This is very easy.
I am stat PhD but this is very basic question.
Let me explain.
For the combination part, 9 choose 6, think of it in the following way.
We are dealing with a BINOMIAL DISTRIBUTION. What is that? This is the form when we have a trial such as flipping a coin with ONLY two possible outcomes. We have a head and a tail. So in statistical terms, this is a Bernoulli trial.
Now we are not just flipping the coin once. Are we? We are flipping the coin 9 times.
Now out of these 9 times, there are 6 outcomes that we want as tails. Right? However out of these nine slots, we could have these six tails appear in the first six, the last six, or interspersed throughout. Furthermore, we are doing this without replacement, hence we need to have 9 nCr 6 (9 choose 6) in front.
Now, let us define a "success" according to what we are interested in. and a "failure" according to what we are not interested in. Here the probability of a "success" (a tail in this case) is 1/2 (assuming the coin is unbiased). The probability of the failure is 1 - success = 1 - 1/2 = 1/2 which is the prob of the head. Now we raise the first half (p, the success) to the 6th power because this is the number of success. And we raise the probability of the failure (heads) the other half raised to the 3rd (9-6 failures)

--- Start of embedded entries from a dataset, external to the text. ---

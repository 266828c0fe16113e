//! State interfaces used by execution, plus an in-memory canonical state.
//!
//! The executor only ever sees state through the traits in [`traits`].  The
//! in-memory implementation exists for tests, benchmarks and the parity tool;
//! a persistent database would implement the same traits.

mod account;
mod inert;
mod mem;
mod root;
pub mod traits;

pub use account::Account;
pub use inert::InertOp;
pub use mem::{MemSnapshot, MemState};
pub use root::compute_state_root;
pub use traits::*;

So we have (9 choose 6) * (1/2)^6 * (1-1/2)^3
This is binomial distribution in the form.
f(x) = (n choose x) * p^x * (1-p)^ (n-x)
where n is the total number of trials. x is the number of success.
p is the probability of success. and 1-p is the probability of failure
f(x) is the probaiblity density function. That is, a form in which a certain distribution takes.
So understand the concept and just memorize the binomial formula for a problem like this, when there are only two outcomes, a success and a failure repeated multiple times.